Locate every line in the material below that has the word "length". Copy each of those lines.
────────
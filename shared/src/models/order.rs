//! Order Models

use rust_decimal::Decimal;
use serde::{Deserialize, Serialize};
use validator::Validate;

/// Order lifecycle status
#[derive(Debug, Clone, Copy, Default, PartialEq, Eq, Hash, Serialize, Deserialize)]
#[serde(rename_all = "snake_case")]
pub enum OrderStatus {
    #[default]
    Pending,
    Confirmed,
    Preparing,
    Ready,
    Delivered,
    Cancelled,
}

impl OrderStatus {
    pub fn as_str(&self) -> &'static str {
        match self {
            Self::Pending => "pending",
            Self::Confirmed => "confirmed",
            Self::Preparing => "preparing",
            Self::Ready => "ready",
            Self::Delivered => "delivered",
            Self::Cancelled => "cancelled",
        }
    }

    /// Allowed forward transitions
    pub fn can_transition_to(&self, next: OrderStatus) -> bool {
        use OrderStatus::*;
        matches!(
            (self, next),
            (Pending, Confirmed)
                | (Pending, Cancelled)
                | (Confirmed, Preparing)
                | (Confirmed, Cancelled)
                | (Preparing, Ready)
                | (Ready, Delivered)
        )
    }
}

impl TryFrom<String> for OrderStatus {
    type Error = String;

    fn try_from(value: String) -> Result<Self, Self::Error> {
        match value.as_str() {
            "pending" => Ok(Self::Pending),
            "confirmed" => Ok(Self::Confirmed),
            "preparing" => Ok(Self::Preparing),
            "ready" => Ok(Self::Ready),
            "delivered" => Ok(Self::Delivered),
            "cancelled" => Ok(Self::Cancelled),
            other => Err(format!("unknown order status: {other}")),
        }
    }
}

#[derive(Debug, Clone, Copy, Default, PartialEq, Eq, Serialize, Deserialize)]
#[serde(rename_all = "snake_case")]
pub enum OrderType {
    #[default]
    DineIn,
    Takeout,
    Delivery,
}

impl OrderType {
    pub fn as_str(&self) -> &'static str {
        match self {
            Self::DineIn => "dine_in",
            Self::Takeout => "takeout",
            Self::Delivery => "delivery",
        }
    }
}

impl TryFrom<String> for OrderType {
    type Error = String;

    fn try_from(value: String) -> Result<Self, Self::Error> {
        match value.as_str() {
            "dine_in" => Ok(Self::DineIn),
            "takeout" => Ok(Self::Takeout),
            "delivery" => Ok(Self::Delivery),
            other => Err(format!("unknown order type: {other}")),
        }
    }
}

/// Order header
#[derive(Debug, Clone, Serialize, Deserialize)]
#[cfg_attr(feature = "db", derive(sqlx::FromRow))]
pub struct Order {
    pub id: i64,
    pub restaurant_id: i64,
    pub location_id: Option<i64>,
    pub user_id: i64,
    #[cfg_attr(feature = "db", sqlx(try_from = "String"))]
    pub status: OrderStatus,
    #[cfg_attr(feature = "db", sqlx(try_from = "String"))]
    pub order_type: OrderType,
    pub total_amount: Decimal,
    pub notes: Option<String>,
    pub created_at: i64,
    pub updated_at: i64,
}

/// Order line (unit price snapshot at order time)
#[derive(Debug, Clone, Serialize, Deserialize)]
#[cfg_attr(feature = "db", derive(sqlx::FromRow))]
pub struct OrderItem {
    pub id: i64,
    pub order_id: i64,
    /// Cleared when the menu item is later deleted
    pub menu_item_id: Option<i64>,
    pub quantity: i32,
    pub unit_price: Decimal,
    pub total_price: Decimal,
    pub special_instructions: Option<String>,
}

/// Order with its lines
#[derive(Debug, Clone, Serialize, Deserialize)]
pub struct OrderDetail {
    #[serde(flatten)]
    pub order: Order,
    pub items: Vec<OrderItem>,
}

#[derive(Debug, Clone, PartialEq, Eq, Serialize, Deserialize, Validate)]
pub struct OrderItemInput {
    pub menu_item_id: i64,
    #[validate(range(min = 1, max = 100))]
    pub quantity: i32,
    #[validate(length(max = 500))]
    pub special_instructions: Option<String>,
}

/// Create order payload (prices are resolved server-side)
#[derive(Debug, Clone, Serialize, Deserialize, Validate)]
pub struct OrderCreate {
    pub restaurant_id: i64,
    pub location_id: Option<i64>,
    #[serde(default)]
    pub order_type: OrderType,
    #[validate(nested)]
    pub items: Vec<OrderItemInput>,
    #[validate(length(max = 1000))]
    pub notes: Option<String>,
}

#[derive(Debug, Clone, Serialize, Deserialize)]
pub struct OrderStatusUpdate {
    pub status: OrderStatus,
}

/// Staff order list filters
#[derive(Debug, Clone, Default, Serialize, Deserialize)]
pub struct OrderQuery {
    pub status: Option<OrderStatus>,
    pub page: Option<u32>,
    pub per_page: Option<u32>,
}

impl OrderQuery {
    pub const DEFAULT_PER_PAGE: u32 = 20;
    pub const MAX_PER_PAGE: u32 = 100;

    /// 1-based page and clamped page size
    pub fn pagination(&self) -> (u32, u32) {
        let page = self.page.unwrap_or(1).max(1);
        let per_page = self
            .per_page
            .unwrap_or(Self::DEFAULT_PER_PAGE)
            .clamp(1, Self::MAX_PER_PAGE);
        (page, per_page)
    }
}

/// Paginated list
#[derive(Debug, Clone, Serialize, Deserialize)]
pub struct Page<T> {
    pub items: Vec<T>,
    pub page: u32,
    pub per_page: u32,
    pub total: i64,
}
────────
--- RESULT OF THIS TASK ---
    #[validate(length(max = 500))]
    #[validate(length(max = 1000))]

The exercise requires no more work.